Copy each line of the material in which the word "crate" appears.

[Start of Attachment]

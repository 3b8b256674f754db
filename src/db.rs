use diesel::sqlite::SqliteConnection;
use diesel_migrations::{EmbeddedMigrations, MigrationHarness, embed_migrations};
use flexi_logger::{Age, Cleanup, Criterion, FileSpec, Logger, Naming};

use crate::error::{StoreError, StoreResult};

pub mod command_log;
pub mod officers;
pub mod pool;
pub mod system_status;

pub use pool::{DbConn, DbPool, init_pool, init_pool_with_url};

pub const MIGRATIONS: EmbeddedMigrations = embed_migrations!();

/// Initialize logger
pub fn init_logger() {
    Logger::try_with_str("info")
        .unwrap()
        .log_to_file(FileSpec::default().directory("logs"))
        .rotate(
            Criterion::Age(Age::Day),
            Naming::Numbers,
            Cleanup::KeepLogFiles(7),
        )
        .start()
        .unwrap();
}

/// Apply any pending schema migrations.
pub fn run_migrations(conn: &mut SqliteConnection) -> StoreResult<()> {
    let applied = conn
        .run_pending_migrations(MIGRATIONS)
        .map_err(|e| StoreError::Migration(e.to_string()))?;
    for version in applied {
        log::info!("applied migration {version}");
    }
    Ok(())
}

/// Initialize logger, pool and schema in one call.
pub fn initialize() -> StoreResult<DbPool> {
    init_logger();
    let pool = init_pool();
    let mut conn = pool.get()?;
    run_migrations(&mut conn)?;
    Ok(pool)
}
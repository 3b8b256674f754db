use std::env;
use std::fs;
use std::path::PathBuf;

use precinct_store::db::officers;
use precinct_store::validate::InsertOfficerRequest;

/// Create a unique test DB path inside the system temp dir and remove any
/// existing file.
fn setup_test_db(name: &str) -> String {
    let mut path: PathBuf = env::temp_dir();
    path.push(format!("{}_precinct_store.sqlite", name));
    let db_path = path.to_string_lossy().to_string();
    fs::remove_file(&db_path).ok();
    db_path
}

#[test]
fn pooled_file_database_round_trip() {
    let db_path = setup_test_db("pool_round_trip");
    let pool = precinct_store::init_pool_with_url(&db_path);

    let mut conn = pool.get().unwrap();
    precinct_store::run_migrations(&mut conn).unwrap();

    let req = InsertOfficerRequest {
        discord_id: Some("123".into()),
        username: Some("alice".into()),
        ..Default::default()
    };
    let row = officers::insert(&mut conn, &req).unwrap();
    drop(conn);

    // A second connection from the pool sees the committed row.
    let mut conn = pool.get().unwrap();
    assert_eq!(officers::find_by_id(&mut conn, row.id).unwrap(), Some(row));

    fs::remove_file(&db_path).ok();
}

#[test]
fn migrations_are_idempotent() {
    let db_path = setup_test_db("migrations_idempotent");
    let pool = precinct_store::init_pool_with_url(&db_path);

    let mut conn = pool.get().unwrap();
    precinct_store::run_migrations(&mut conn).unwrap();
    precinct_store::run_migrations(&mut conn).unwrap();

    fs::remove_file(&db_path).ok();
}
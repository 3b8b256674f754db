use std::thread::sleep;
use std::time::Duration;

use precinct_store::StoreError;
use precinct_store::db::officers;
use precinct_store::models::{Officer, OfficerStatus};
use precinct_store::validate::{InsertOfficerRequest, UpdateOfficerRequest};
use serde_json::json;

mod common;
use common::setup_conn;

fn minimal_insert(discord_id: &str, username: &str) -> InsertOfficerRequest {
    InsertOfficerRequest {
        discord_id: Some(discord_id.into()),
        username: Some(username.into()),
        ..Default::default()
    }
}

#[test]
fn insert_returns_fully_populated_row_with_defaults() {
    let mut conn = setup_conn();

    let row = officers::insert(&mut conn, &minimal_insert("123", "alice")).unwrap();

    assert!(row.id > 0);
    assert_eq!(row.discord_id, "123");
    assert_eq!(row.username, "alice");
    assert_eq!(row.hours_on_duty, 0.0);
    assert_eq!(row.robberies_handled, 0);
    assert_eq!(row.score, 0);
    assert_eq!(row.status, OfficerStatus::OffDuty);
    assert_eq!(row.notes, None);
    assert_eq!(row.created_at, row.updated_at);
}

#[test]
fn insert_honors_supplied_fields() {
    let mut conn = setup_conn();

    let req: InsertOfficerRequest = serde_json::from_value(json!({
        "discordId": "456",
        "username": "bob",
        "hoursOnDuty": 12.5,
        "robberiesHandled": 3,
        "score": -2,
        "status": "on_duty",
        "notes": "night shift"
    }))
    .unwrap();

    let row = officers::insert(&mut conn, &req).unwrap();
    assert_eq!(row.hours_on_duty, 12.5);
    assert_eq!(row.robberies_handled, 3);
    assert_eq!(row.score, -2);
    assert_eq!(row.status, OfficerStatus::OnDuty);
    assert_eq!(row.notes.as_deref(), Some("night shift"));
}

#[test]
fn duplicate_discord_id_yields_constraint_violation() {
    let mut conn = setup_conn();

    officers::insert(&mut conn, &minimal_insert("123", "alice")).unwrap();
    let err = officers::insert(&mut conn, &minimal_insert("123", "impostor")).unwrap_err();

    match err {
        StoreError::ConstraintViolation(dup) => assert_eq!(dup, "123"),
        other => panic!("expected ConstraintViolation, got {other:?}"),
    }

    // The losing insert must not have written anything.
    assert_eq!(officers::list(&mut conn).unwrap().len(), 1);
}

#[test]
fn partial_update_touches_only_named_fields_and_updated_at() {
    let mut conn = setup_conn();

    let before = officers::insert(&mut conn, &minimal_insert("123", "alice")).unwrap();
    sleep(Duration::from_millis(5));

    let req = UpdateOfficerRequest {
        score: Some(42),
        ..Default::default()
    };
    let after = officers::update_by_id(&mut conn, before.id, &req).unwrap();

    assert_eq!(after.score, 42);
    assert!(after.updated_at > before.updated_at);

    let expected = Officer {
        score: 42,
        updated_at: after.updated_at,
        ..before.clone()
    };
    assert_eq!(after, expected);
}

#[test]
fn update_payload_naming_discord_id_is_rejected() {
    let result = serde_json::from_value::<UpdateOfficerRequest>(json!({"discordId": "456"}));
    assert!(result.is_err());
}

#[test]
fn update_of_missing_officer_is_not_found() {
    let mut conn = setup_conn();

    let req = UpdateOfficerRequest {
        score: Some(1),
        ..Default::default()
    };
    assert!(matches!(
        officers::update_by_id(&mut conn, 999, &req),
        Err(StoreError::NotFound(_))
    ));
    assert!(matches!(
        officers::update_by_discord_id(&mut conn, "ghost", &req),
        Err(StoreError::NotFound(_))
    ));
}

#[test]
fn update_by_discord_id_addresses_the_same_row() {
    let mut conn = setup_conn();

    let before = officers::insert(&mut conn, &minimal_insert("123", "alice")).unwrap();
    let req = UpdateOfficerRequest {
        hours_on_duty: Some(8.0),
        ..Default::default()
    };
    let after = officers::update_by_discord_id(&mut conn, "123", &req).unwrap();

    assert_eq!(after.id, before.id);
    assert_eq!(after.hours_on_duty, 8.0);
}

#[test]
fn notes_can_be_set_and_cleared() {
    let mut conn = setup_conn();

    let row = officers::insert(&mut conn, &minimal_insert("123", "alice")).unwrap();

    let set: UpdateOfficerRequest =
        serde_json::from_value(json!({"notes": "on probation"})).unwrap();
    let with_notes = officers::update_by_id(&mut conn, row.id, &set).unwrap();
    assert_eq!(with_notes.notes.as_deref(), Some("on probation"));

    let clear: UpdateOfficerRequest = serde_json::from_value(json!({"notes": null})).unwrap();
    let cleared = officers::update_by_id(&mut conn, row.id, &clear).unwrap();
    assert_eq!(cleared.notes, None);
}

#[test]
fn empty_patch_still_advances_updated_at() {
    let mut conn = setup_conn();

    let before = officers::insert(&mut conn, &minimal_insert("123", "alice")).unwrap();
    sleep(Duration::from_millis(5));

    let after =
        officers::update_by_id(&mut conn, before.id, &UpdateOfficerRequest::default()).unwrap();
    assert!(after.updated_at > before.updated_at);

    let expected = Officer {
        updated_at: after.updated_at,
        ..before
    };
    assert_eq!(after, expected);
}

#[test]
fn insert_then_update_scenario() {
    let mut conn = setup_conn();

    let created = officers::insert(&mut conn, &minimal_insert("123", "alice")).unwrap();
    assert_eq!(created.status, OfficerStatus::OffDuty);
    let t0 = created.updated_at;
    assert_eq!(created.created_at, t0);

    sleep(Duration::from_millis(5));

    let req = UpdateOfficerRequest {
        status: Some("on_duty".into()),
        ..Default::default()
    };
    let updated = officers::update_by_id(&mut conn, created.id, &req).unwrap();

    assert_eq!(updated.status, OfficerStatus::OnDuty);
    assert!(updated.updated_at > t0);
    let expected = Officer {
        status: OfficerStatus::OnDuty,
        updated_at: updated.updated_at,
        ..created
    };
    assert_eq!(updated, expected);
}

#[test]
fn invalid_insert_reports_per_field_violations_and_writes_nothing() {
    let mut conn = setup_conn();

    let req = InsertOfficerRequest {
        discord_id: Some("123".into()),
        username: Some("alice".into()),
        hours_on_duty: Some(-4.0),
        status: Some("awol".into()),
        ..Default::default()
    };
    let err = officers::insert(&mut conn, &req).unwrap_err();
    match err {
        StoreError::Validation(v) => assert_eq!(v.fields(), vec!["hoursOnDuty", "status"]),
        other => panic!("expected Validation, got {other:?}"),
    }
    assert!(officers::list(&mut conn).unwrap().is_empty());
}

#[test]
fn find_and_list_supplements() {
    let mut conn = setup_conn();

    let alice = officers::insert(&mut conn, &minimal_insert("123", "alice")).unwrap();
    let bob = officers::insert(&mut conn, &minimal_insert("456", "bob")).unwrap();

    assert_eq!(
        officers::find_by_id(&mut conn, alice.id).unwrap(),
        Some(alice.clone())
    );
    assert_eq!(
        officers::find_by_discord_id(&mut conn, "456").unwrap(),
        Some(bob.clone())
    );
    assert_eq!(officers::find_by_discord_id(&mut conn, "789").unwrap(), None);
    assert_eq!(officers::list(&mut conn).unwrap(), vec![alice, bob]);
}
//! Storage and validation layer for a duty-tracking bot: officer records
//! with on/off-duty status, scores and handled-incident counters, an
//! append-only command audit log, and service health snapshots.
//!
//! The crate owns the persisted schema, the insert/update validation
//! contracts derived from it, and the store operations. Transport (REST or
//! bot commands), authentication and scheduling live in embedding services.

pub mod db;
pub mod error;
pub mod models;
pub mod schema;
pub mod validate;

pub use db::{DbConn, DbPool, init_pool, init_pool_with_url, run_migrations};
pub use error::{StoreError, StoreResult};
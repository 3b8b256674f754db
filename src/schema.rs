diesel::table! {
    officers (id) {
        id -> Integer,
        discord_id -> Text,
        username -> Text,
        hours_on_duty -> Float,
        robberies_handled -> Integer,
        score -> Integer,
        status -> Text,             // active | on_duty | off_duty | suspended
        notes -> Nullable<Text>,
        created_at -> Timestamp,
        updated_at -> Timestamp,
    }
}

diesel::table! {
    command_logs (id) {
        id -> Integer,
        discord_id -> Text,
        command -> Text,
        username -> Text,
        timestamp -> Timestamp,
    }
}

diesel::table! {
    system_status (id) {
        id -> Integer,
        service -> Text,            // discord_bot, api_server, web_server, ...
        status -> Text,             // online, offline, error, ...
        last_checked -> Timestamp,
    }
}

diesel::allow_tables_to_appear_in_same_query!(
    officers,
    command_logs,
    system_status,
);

[End of Attachment]

* **Answer to this problem**:
use crate::error::{StoreError, StoreResult};
//! The crate owns the persisted schema, the insert/update validation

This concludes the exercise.